§ **Exercise directions**:
Below are entries. Pull out all lines containing "impl".

Dataset records:
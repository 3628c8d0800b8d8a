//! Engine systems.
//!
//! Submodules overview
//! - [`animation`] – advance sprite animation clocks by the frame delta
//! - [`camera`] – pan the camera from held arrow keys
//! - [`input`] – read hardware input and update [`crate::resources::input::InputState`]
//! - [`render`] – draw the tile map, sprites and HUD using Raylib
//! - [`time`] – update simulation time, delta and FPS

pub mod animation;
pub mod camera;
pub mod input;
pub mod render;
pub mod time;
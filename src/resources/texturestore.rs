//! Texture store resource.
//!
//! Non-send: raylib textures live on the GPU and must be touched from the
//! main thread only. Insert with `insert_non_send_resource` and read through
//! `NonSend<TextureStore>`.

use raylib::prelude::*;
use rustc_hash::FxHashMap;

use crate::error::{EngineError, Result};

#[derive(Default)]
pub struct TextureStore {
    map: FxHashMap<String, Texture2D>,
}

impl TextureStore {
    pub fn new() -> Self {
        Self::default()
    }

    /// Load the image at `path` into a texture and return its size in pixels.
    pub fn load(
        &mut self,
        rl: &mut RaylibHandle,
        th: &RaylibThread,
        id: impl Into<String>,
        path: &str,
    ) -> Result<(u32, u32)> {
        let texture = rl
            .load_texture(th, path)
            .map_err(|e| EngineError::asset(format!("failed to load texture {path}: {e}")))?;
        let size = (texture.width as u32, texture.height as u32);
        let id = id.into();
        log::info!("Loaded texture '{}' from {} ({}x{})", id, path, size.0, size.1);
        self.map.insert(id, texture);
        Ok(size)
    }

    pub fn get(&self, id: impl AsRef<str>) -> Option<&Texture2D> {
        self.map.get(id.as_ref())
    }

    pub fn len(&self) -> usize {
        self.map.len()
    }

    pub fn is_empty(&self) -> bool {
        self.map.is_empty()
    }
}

§ **Finished task**:
impl TextureStore {
        id: impl Into<String>,
    pub fn get(&self, id: impl AsRef<str>) -> Option<&Texture2D> {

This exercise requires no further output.